En dépit d’une réelle volonté des gouvernements français et européen de réduire les émissions de gaz à effet de serre, la France est aujourd’hui à la traîne dans son objectif de diminution par 4 des rejets carbonés d’ici 2050. C’est en effet ce qu’affirme le Conseil Général de l’Environnement et du Développement Durable (CGEDD) dans lequel il soutient que « l’essentiel des efforts restent à faire ». En s’intéressant aux résultats d’émissions des gaz à effet de serre sur l’année 2016, on s’aperçoit que les secteurs automobiles et du bâtiment sont ceux s’écartant le plus de la trajectoire définie par le gouvernement. Avec 26% des émissions nationales, le secteur du bâtiment doit chercher à se transformer. C’est en majeur partie le cas du chauffage dans lequel environs 85 % de la chaleur est produite à partir d’énergies non renouvelables dont 73 % à partir d’énergies fortement polluantes.

La chaleur verte distribuée par les réseaux de chaleur apparaît comme un moyen efficace de promotion des énergies décarbonées. De multiples possibilités s’offrent aujourd’hui au secteur, parmi lesquelles figurent la production de chaleur à partir de biomasse, géothermie, solaire, d’énergie de récupération du gaz naturel… ou même à base de nouvelles solutions de récupération de la chaleur issue des traitements des déchets industriels ou domestiques garantissant une meilleure optimisation, souplesse et efficacité dans les réseaux de chaleur.

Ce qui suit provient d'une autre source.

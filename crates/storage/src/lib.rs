#![forbid(unsafe_code)]

pub mod keys;
pub mod repository;
pub mod sqlite;

pub use repository::{InMemoryStore, KeyValueStore, Storage, StorageError};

Comment fonctionne un réseau de chaleur ?

Un réseau de chaleur est un système de distribution de chaleur fonctionnant de manière centralisée, permettant de desservir plusieurs usagers. Il comprend 3 composantes essentielles :

Comment fonctionne un réseau de chaleur urbain ? (source Cerema)
  • Une unité de production de chaleur : La production de chaleur est généralement centralisée autour d’une chaufferie qui va par la suite alimenter tout le réseau. De nos jours, les chaufferies sont le plus souvent multi-énergies.
  • Un réseau de distribution primaire : Un fluide caloriporteur (de l’eau sous différents états) dans des tuyaux isolés est utilisé pour transporter la chaleur du lieu de production au lieu de consommation. Un circuit aller et un circuit retour permettent de séparer les fluides.
  • Des sous-stations : Chaque bâtiment raccordé au réseau de chaleur dispose d’une sous-station. C’est en effet le rôle de l’échangeur qui permet de prendre la chaleur du réseau (circuit primaire) pour la transférer au bâtiment (circuit secondaire).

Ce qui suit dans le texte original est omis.